Is this condition still applicable?
I have got something similar My code
compiled_sm_model = PyTorchModel(
model_data=traced_model_url,
predictor_cls=Predictor,
framework_version="1.5",
role=role,
sagemaker_session=sess,
entry_point="inference_inf1.py",
source_dir="aux",
py_version="py3",
env={"MMS_DEFAULT_RESPONSE_TIMEOUT": "500"},
)
hardware = "inf1"
compilation_job_name = name_from_base("godel")
compiled_inf1_model = compiled_sm_model.compile(
target_instance_family=f"ml_{hardware}",
input_shape={"input_ids": [1, 512], "attention_mask": [1, 512]},
job_name=compilation_job_name,
role=role,
framework="pytorch",
framework_version="1.5",
output_path=f"s3://{sagemaker_session_bucket}/{prefix}/compiled_model",
compiler_options=json.dumps("--dtype int64"),
compile_max_run=900,
)
Constant error is
localhost compiler-container-Primary[5145]: 2022-09-27 15:00:27,229 INFO root Successfully download and extract model into /tmp/models
--
localhost compiler-container-Primary[5145]: 2022-09-27 15:00:28,305 INFO neo_inferentia_compiler.pytorch_framework Neuron Compilation Inputs: model_file /tmp/models/./model.pth output_file /opt/ml/model/compiled/model.pth
localhost compiler-container-Primary[5145]: Traceback (most recent call last):
localhost compiler-container-Primary[5145]: File "/opt/amazon/lib/python3.6/site-packages/neo_inferentia_compiler/pytorch_framework.py", line 107, in compile_model
localhost compiler-container-Primary[5145]: model = torch.jit.load(self.model_file)
localhost compiler-container-Primary[5145]: File "/opt/amazon/lib/python3.6/site-packages/torch_neuron/jit_load_wrapper.py", line 13, in wrapper
localhost compiler-container-Primary[5145]: script_module = jit_load(*args, **kwargs)
localhost compiler-container-Primary[5145]: File "/opt/amazon/lib/python3.6/site-packages/torch/jit/_serialization.py", line 161, in load
localhost compiler-container-Primary[5145]: cpp_module = torch._C.import_ir_module(cu, f, map_location, _extra_files)

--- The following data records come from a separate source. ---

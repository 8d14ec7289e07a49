//! Plane-to-plane homography from point correspondences.
//!
//! Both point sets are conditioned (centroid at the origin, mean distance
//! sqrt(2)), `h33` is fixed to 1 in the conditioned frame and the remaining
//! eight entries are solved in the least-squares sense by SVD. The result is
//! mapped back to pixel coordinates and scaled so that `h33 == 1`.

use nalgebra::{DMatrix, DVector, Matrix3, Vector3};
use thiserror::Error;

/// Singular values below this are treated as zero in the conditioned system.
const RANK_EPS: f64 = 1e-9;

#[derive(Debug, Clone, PartialEq, Error)]
pub enum HomographyError {
    #[error("need at least 4 correspondences, got {0}")]
    TooFewPoints(usize),
    #[error("point sets differ in length ({src} vs {dst})")]
    LengthMismatch { src: usize, dst: usize },
    #[error("non-finite coordinate in correspondences")]
    NonFinite,
    #[error("degenerate configuration: {0}")]
    Degenerate(&'static str),
}

/// Project `(x, y)` through `h`; NaN when the point maps to infinity.
pub fn project(h: &Matrix3<f64>, x: f64, y: f64) -> [f64; 2] {
    let p = h * Vector3::new(x, y, 1.0);
    if p.z.abs() < 1e-15 {
        return [f64::NAN, f64::NAN];
    }
    [p.x / p.z, p.y / p.z]
}

/// Distance between `project(h, src)` and `dst`.
pub fn reprojection_error(h: &Matrix3<f64>, src: &[f64; 2], dst: &[f64; 2]) -> f64 {
    let [u, v] = project(h, src[0], src[1]);
    (u - dst[0]).hypot(v - dst[1])
}

/// Row-major array form, used in serialized results.
pub fn matrix3_to_array(m: &Matrix3<f64>) -> [[f64; 3]; 3] {
    [0usize, 1, 2].map(|r| [m[(r, 0)], m[(r, 1)], m[(r, 2)]])
}

/// Similarity moving a point set's centroid to the origin and scaling its
/// mean distance from the centroid to sqrt(2).
#[derive(Debug, Clone, Copy)]
struct Conditioner {
    center: [f64; 2],
    scale: f64,
}

impl Conditioner {
    fn fit(pts: &[[f64; 2]]) -> Option<Self> {
        let n = pts.len() as f64;
        let cx = pts.iter().map(|p| p[0]).sum::<f64>() / n;
        let cy = pts.iter().map(|p| p[1]).sum::<f64>() / n;
        let spread = pts.iter().map(|p| (p[0] - cx).hypot(p[1] - cy)).sum::<f64>() / n;
        (spread > 1e-12).then(|| Self {
            center: [cx, cy],
            scale: std::f64::consts::SQRT_2 / spread,
        })
    }

    fn apply(&self, p: &[f64; 2]) -> [f64; 2] {
        [
            self.scale * (p[0] - self.center[0]),
            self.scale * (p[1] - self.center[1]),
        ]
    }

    fn matrix(&self) -> Matrix3<f64> {
        let s = self.scale;
        #[rustfmt::skip]
        let m = Matrix3::new(
            s, 0.0, -s * self.center[0],
            0.0, s, -s * self.center[1],
            0.0, 0.0, 1.0,
        );
        m
    }

    fn inverse_matrix(&self) -> Matrix3<f64> {
        let inv = 1.0 / self.scale;
        #[rustfmt::skip]
        let m = Matrix3::new(
            inv, 0.0, self.center[0],
            0.0, inv, self.center[1],
            0.0, 0.0, 1.0,
        );
        m
    }
}

/// Estimate `H` with `dst ≈ project(H, src)` from four or more correspondences.
///
/// Used with canonical sheet points as `src` and photo points as `dst`.
pub fn estimate_homography_dlt(
    src: &[[f64; 2]],
    dst: &[[f64; 2]],
) -> Result<Matrix3<f64>, HomographyError> {
    if src.len() != dst.len() {
        return Err(HomographyError::LengthMismatch {
            src: src.len(),
            dst: dst.len(),
        });
    }
    let n = src.len();
    if n < 4 {
        return Err(HomographyError::TooFewPoints(n));
    }
    if src.iter().chain(dst).flatten().any(|v| !v.is_finite()) {
        return Err(HomographyError::NonFinite);
    }

    let cs = Conditioner::fit(src).ok_or(HomographyError::Degenerate("source points coincide"))?;
    let cd =
        Conditioner::fit(dst).ok_or(HomographyError::Degenerate("destination points coincide"))?;

    // u * (h31 x + h32 y + 1) = h11 x + h12 y + h13, likewise for v.
    let mut a = DMatrix::<f64>::zeros(2 * n, 8);
    let mut b = DVector::<f64>::zeros(2 * n);
    for (i, (s, d)) in src.iter().zip(dst).enumerate() {
        let [x, y] = cs.apply(s);
        let [u, v] = cd.apply(d);
        let rows = [
            [x, y, 1.0, 0.0, 0.0, 0.0, -u * x, -u * y],
            [0.0, 0.0, 0.0, x, y, 1.0, -v * x, -v * y],
        ];
        for (k, row) in rows.iter().enumerate() {
            for (j, &value) in row.iter().enumerate() {
                a[(2 * i + k, j)] = value;
            }
        }
        b[2 * i] = u;
        b[2 * i + 1] = v;
    }

    let svd = a.svd(true, true);
    if svd.rank(RANK_EPS) < 8 {
        return Err(HomographyError::Degenerate(
            "correspondences do not determine a homography",
        ));
    }
    let x = svd
        .solve(&b, RANK_EPS)
        .map_err(HomographyError::Degenerate)?;

    #[rustfmt::skip]
    let conditioned = Matrix3::new(
        x[0], x[1], x[2],
        x[3], x[4], x[5],
        x[6], x[7], 1.0,
    );
    let h = cd.inverse_matrix() * conditioned * cs.matrix();

    let h33 = h[(2, 2)];
    if h33.abs() < 1e-15 {
        return Err(HomographyError::Degenerate("source centroid maps to infinity"));
    }
    let h = h / h33;
    if h.determinant().abs() < 1e-12 {
        return Err(HomographyError::Degenerate("singular homography"));
    }
    Ok(h)
}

localhost compiler-container-Primary[5145]: RuntimeError: [enforce fail at inline_container.cc:222] . file not found: model/version
localhost compiler-container-Primary[5145]: During handling of the above exception, another exception occurred:
localhost compiler-container-Primary[5145]: Traceback (most recent call last):
localhost compiler-container-Primary[5145]: File "/opt/amazon/bin/neo_main.py", line 101, in <module>
localhost compiler-container-Primary[5145]: compile()
localhost compiler-container-Primary[5145]: File "/opt/amazon/bin/neo_main.py", line 74, in compile
localhost compiler-container-Primary[5145]: compiler_options
localhost compiler-container-Primary[5145]: File "/opt/amazon/bin/neo_main.py", line 32, in compile_model
localhost compiler-container-Primary[5145]: return framework_instance.compile_model()
localhost compiler-container-Primary[5145]: File "/opt/amazon/lib/python3.6/site-packages/neo_inferentia_compiler/pytorch_framework.py", line 109, in compile_model
localhost compiler-container-Primary[5145]: raise RuntimeError("InputConfiguration: Unable to load PyTorch model:", str(e))
localhost compiler-container-Primary[5145]: RuntimeError: ('InputConfiguration: Unable to load PyTorch model:', '[enforce fail at inline_container.cc:222] . file not found: model/version')
I just try to figure out is it my bad or something is not ok with SM. Thanks
PS torch version is 1.12.1 sagemaker 2.107.0